Furthermore but also really significantly and importantly (and especially regarding the already briefly alluded to assessment of poetry being something therapeutic in nature), in Love that Dog, Sharon Creech also and marvellously demonstrates how with the poems Jack is writing, and which as the story moves along increasingly feature Jack's dog Sky as a subject and as a theme, he is, Jack is able to both come to terms with his dog's recent death (and even to write about how Sky was killed) and also to use his verses as a way to both pay homage to his deceased pet and to also remember Sky fondly and with ever decreasing bitterness. And definitely, even though the thematics of a deceased pet in Love that Dog seems to actually quite bother some readers/reviewers, for me, the story as it is being presented by Sharon Creech in Love that Dog and how Jack experiences healing, poetical joy and being able to remember Sky without too much pain and trauma after writing verses about his dog, in particular for my inner child, this is oh so emotionally heartening and also very much personally relatable (as I did indeed also pen childhood poems when our family dog and one of my favourites of our horses died rather suddenly and that this totally made me feel better and less saddened).

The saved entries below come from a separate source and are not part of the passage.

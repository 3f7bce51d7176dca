use anyhow::Result;
use clap::{Arg, ArgMatches, Command};
use std::path::{Path, PathBuf};
use tracing::{error, info, warn};
use tracing_subscriber::EnvFilter;
use walkdir::WalkDir;

use yt_transcript_rust::{
    Config, ExtractionSession, HtmlSnapshot, OutputFormat, SessionError, TokioDelay, WatchPageClient,
};

#[tokio::main]
async fn main() -> Result<()> {
    let matches = Command::new("YouTube Transcript Extractor (Rust)")
        .version("0.1.0")
        .author("TigreRoll")
        .about("Extract bucketed transcripts, chapters and metadata from YouTube watch pages")
        .arg(
            Arg::new("html")
                .long("html")
                .value_name("FILE")
                .help("Saved watch page to extract from")
                .conflicts_with("html-dir")
        )
        .arg(
            Arg::new("html-dir")
                .long("html-dir")
                .value_name("DIR")
                .help("Directory of saved watch pages to extract from")
        )
        .arg(
            Arg::new("url")
                .short('u')
                .long("url")
                .value_name("URL")
                .help("Watch page URL; fetched unless --html is given")
        )
        .arg(
            Arg::new("format")
                .short('f')
                .long("format")
                .value_name("FORMAT")
                .help("Output format: txt or json")
                .value_parser(["txt", "json"])
        )
        .arg(
            Arg::new("output-dir")
                .short('o')
                .long("output-dir")
                .value_name("DIR")
                .help("Output directory for transcript files")
        )
        .arg(
            Arg::new("config")
                .short('c')
                .long("config")
                .value_name("FILE")
                .help("Configuration file")
        )
        .arg(
            Arg::new("verbose")
                .short('v')
                .long("verbose")
                .help("Enable verbose logging")
                .action(clap::ArgAction::SetTrue)
        )
        .get_matches();

    let mut config = match matches.get_one::<String>("config") {
        Some(path) => Config::from_file(Path::new(path))?,
        None => Config::load().unwrap_or_else(|_| Config::from_env()),
    };

    let level = if matches.get_flag("verbose") {
        "debug".to_string()
    } else {
        config.output.log_level.clone()
    };
    let filter = EnvFilter::try_from_default_env()
        .unwrap_or_else(|_| EnvFilter::new(format!("yt_transcript_rust={},warn", level)));
    tracing_subscriber::fmt().with_env_filter(filter).init();

    if let Some(format) = matches.get_one::<String>("format").and_then(|f| OutputFormat::parse(f)) {
        config.output.format = format;
    }
    if let Some(dir) = matches.get_one::<String>("output-dir") {
        config.output.base_dir = PathBuf::from(dir);
    }
    if let Err(e) = config.validate() {
        error!("Invalid configuration: {}", e);
        std::process::exit(1);
    }

    info!("🚀 YouTube Transcript Extractor (Rust) starting...");
    info!("{}", config.summary());

    let delay = TokioDelay;
    let session = ExtractionSession::new(&config, &delay);

    if let Some(dir) = matches.get_one::<String>("html-dir") {
        let (successful, failed) = run_directory(&session, Path::new(dir)).await;
        info!("✅ Successful: {}", successful);
        info!("❌ Failed: {}", failed);
        if successful == 0 && failed > 0 {
            std::process::exit(1);
        }
        return Ok(());
    }

    if let Err(e) = run_single(&session, &config, &matches).await {
        error!("{}", e);
        std::process::exit(1);
    }

    Ok(())
}

/// Extract one page: a saved file through its panel, or a fetched URL
/// through its caption tracks
async fn run_single(session: &ExtractionSession<'_>, config: &Config, matches: &ArgMatches) -> Result<(), SessionError> {
    let url = matches.get_one::<String>("url").cloned();

    let report = match (matches.get_one::<String>("html"), url) {
        (Some(file), url) => {
            let mut page = HtmlSnapshot::load(Path::new(file), url).await?;
            session.extract_page(&mut page).await?
        }
        (None, Some(url)) => {
            let client = WatchPageClient::new(&config.fetch)?;
            let html = client.fetch_page(&url).await?;
            let mut page = HtmlSnapshot::parse(&html, Some(url));
            session.extract_captions(&mut page, &client).await?
        }
        (None, None) => {
            return Err(SessionError::Output(anyhow::anyhow!(
                "Nothing to extract: pass --html, --html-dir or --url"
            )));
        }
    };

    let path = session.save(&report).await?;
    info!("🎉 Transcript saved: {}", path.display());
    Ok(())
}

/// Extract every saved `.html` page under `dir`, one after another
async fn run_directory(session: &ExtractionSession<'_>, dir: &Path) -> (usize, usize) {
    let pages: Vec<PathBuf> = WalkDir::new(dir)
        .into_iter()
        .filter_map(|entry| entry.ok())
        .filter(|entry| entry.file_type().is_file())
        .map(|entry| entry.into_path())
        .filter(|path| {
            path.extension()
                .and_then(|ext| ext.to_str())
                .map(|ext| ext.eq_ignore_ascii_case("html") || ext.eq_ignore_ascii_case("htm"))
                .unwrap_or(false)
        })
        .collect();

    info!("📁 Found {} saved pages in {}", pages.len(), dir.display());

    let mut successful = 0;
    let mut failed = 0;
    for path in pages {
        let result = async {
            let mut page = HtmlSnapshot::load(&path, None).await?;
            let report = session.extract_page(&mut page).await?;
            Ok::<_, SessionError>(session.save(&report).await?)
        }
        .await;

        match result {
            Ok(saved) => {
                info!("✅ {} -> {}", path.display(), saved.display());
                successful += 1;
            }
            Err(e) => {
                warn!("❌ {}: {}", path.display(), e);
                failed += 1;
            }
        }
    }

    (successful, failed)
}
/// Transcript extraction from the rendered transcript panel
use super::{BucketPolicy, CaptionSegment, TranscriptDocument};
use crate::config::ExtractionConfig;
use crate::error::{ExtractionError, Result};
use crate::page::{ElementSnapshot, Page};
use crate::polling::{Delay, PollPolicy, Poller};
use crate::selectors::SelectorTable;
use std::time::Duration;
use tracing::{debug, info, warn};

/// Who made the transcript panel visible
#[derive(Debug, Clone, Copy, PartialEq, Eq)]
pub enum PanelState {
    /// Segments were already on the page; the panel is left alone
    AlreadyOpen,
    /// The extractor clicked it open and must close it again
    OpenedByExtractor,
}

/// Result of a successful extraction
#[derive(Debug, Clone)]
pub struct TranscriptOutcome {
    pub document: TranscriptDocument,
    /// Duration the bucket width was chosen from
    pub duration_seconds: f64,
    /// Whether that duration came from the page rather than the default
    pub duration_reported: bool,
    /// Segment elements read, including ones without usable text
    pub segments_found: usize,
    pub panel: PanelState,
    /// Whether the close control was found and clicked
    pub panel_closed: bool,
}

enum TriggerOutcome {
    NotFound,
    Exhausted,
    Loaded(Vec<ElementSnapshot>),
}

/// Drives the transcript panel and turns its segments into a document
pub struct TranscriptExtractor<'a> {
    config: &'a ExtractionConfig,
    policy: &'a BucketPolicy,
    selectors: &'a SelectorTable,
    delay: &'a dyn Delay,
}

impl<'a> TranscriptExtractor<'a> {
    pub fn new(
        config: &'a ExtractionConfig,
        policy: &'a BucketPolicy,
        selectors: &'a SelectorTable,
        delay: &'a dyn Delay,
    ) -> Self {
        Self {
            config,
            policy,
            selectors,
            delay,
        }
    }

    /// Run one extraction against `page`.
    ///
    /// If the panel had to be opened, it is closed again before returning,
    /// whether or not the segments held usable text.
    pub async fn extract<P: Page>(&self, page: &mut P) -> Result<TranscriptOutcome> {
        let video = page
            .query_first(self.selectors.video)?
            .ok_or(ExtractionError::VideoElementNotFound)?;

        let reported = page
            .media_duration(video.handle)
            .filter(|d| d.is_finite() && *d > 0.0);
        let duration = reported.unwrap_or(self.config.default_duration_seconds);
        let bucket_width = self.policy.width_for(duration);
        info!("🎬 Video duration {:.0}s → {}s buckets", duration, bucket_width);

        let present = page.query_all(self.selectors.segment)?;
        let (segments, panel) = if present.is_empty() {
            self.open_panel(page).await?
        } else {
            debug!("Transcript panel already open with {} segments", present.len());
            (present, PanelState::AlreadyOpen)
        };

        let result = self.collect(page, segments, reported, bucket_width).await;

        let panel_closed = match panel {
            PanelState::OpenedByExtractor => self.close_panel(page).unwrap_or_else(|e| {
                warn!("Could not close the transcript panel: {}", e);
                false
            }),
            PanelState::AlreadyOpen => false,
        };

        let (document, segments_found) = result?;
        info!("📝 Built transcript: {} buckets from {} segments", document.len(), segments_found);

        Ok(TranscriptOutcome {
            document,
            duration_seconds: duration,
            duration_reported: reported.is_some(),
            segments_found,
            panel,
            panel_closed,
        })
    }

    async fn collect<P: Page>(
        &self,
        page: &mut P,
        segments: Vec<ElementSnapshot>,
        reported_duration: Option<f64>,
        bucket_width: u64,
    ) -> Result<(TranscriptDocument, usize)> {
        let segments = self.load_all_segments(page, segments).await?;
        let captions = self.read_segments(page, &segments, reported_duration)?;

        if captions.is_empty() {
            return Err(ExtractionError::NoNonEmptyText { found: segments.len() });
        }

        Ok((TranscriptDocument::from_segments(&captions, bucket_width), segments.len()))
    }

    /// Try each way of opening the panel until segments show up
    async fn open_panel<P: Page>(&self, page: &mut P) -> Result<(Vec<ElementSnapshot>, PanelState)> {
        info!("🔍 No transcript segments on page, opening the transcript panel");
        self.delay
            .wait(Duration::from_millis(self.config.page_ready_delay_ms))
            .await;

        let mut triggered = false;

        match self.try_transcript_button(page).await? {
            TriggerOutcome::Loaded(segments) => return Ok((segments, PanelState::OpenedByExtractor)),
            TriggerOutcome::Exhausted => triggered = true,
            TriggerOutcome::NotFound => {}
        }

        match self.try_overflow_menu(page).await? {
            TriggerOutcome::Loaded(segments) => return Ok((segments, PanelState::OpenedByExtractor)),
            TriggerOutcome::Exhausted => triggered = true,
            TriggerOutcome::NotFound => {}
        }

        if let Some(segments) = self.poll_segments(page, self.config.settle_poll(), "settle").await? {
            let panel = if triggered {
                PanelState::OpenedByExtractor
            } else {
                PanelState::AlreadyOpen
            };
            return Ok((segments, panel));
        }

        if triggered {
            warn!("Transcript controls were clicked but no segments loaded");
            Err(ExtractionError::NoSegmentsLoaded)
        } else {
            warn!("No transcript control found on the page");
            Err(ExtractionError::TranscriptPanelUnavailable)
        }
    }

    /// Method 1: a button labelled "Transcript" / "Show transcript"
    async fn try_transcript_button<P: Page>(&self, page: &mut P) -> Result<TriggerOutcome> {
        let buttons = page.query_all(self.selectors.buttons)?;
        let button = buttons.into_iter().find(|b| self.is_transcript_toggle(b));

        let Some(button) = button else {
            debug!("No transcript button found");
            return Ok(TriggerOutcome::NotFound);
        };

        debug!("Clicking transcript button #{}", button.handle.0);
        page.click(button.handle)?;
        self.poll_after_trigger(page, "transcript button").await
    }

    /// Method 2: "More actions" overflow menu, then its "Show transcript" entry
    async fn try_overflow_menu<P: Page>(&self, page: &mut P) -> Result<TriggerOutcome> {
        let wanted = self.selectors.more_actions_label.to_lowercase();
        let more = page
            .query_all(self.selectors.buttons)?
            .into_iter()
            .find(|b| {
                b.aria_label()
                    .map(|label| label.to_lowercase().contains(&wanted))
                    .unwrap_or(false)
            });

        let Some(more) = more else {
            debug!("No overflow menu button found");
            return Ok(TriggerOutcome::NotFound);
        };

        page.click(more.handle)?;
        self.delay
            .wait(Duration::from_millis(self.config.menu_open_delay_ms))
            .await;

        // The menu renders new items, so query again rather than reuse the button list
        let option = page
            .query_all(self.selectors.menu_items)?
            .into_iter()
            .find(|item| item.text.to_lowercase().contains(self.selectors.show_transcript_text));

        let Some(option) = option else {
            debug!("Overflow menu has no transcript entry");
            return Ok(TriggerOutcome::NotFound);
        };

        debug!("Clicking overflow menu transcript entry #{}", option.handle.0);
        page.click(option.handle)?;
        self.poll_after_trigger(page, "overflow menu").await
    }

    async fn poll_after_trigger<P: Page>(&self, page: &P, name: &'static str) -> Result<TriggerOutcome> {
        match self.poll_segments(page, self.config.panel_poll(), name).await? {
            Some(segments) => {
                info!("✅ Transcript opened via {} ({} segments)", name, segments.len());
                Ok(TriggerOutcome::Loaded(segments))
            }
            None => Ok(TriggerOutcome::Exhausted),
        }
    }

    async fn poll_segments<P: Page>(
        &self,
        page: &P,
        policy: PollPolicy,
        name: &'static str,
    ) -> Result<Option<Vec<ElementSnapshot>>> {
        let selector = self.selectors.segment;
        let mut poller = Poller::new(name, policy, self.delay);
        poller
            .run(|| {
                let segments = page.query_all(selector)?;
                Ok(if segments.is_empty() { None } else { Some(segments) })
            })
            .await
    }

    fn is_transcript_toggle(&self, button: &ElementSnapshot) -> bool {
        let label = button.aria_label().map(|l| l.trim().to_lowercase());
        let text = button.trimmed_text().to_lowercase();
        self.selectors.transcript_labels.iter().any(|wanted| {
            label.as_deref() == Some(*wanted) || text == *wanted
        })
    }

    /// Scroll the segment list until its length stops changing
    async fn load_all_segments<P: Page>(
        &self,
        page: &mut P,
        mut segments: Vec<ElementSnapshot>,
    ) -> Result<Vec<ElementSnapshot>> {
        let mut container = None;
        for selector in self.selectors.segment_containers {
            if let Some(found) = page.query_first(selector)? {
                container = Some(found);
                break;
            }
        }

        let Some(container) = container else {
            debug!("Transcript container not found, using the {} loaded segments", segments.len());
            return Ok(segments);
        };

        let interval = Duration::from_millis(self.config.scroll_interval_ms);
        let mut previous = segments.len();
        let mut stable = 0;

        for _ in 0..self.config.scroll_max_attempts {
            page.scroll_to_bottom(container.handle)?;
            self.delay.wait(interval).await;

            segments = page.query_all(self.selectors.segment)?;
            if segments.len() == previous {
                stable += 1;
                if stable >= self.config.scroll_stable_checks {
                    break;
                }
            } else {
                stable = 0;
                previous = segments.len();
            }
        }

        debug!("Segment loading settled at {} segments", segments.len());
        Ok(segments)
    }

    /// Turn segment elements into captions, skipping blank text, unreadable
    /// timestamps and anything past the reported end of the video
    fn read_segments<P: Page>(
        &self,
        page: &P,
        segments: &[ElementSnapshot],
        reported_duration: Option<f64>,
    ) -> Result<Vec<CaptionSegment>> {
        let mut captions = Vec::with_capacity(segments.len());

        for segment in segments {
            let timestamp = page
                .query_first_within(segment.handle, self.selectors.segment_timestamp)?
                .map(|e| e.trimmed_text().to_string())
                .unwrap_or_else(|| "0:00".to_string());
            let text = page
                .query_first_within(segment.handle, self.selectors.segment_text)?
                .map(|e| e.trimmed_text().to_string())
                .unwrap_or_default();

            let Some(seconds) = super::parse_timestamp(&timestamp) else {
                debug!("Skipping segment with unreadable timestamp '{}'", timestamp);
                continue;
            };

            if let Some(limit) = reported_duration {
                if seconds as f64 > limit {
                    debug!("Skipping segment at {}s past the {:.0}s duration", seconds, limit);
                    continue;
                }
            }

            if let Some(caption) = CaptionSegment::new(seconds, &text) {
                captions.push(caption);
            }
        }

        Ok(captions)
    }

    /// Click the panel's close control; returns whether one was found
    fn close_panel<P: Page>(&self, page: &mut P) -> Result<bool> {
        let close = page
            .query_all(self.selectors.buttons)?
            .into_iter()
            .find(|b| {
                let label = b.aria_label().unwrap_or_default().to_lowercase();
                label.contains("close") && label.contains("transcript")
            });

        match close {
            Some(button) => {
                page.click(button.handle)?;
                debug!("Closed the transcript panel");
                Ok(true)
            }
            None => {
                warn!("Opened the transcript panel but found no control to close it");
                Ok(false)
            }
        }
    }
}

Highly recommended and five stars for Love that Dog (with my only and totally minor annoyance being that although I do appreciate the information on poetry in general at the back and the list of the poems/poets being used by Miss Stretchberry, I also kind of wish that Sharon Creech would include those poems within the text proper with footnotes and that she also would include a technical bibliography on poetry as a genre in Love that Dog, although I think that later editions might indeed contain bibliographies).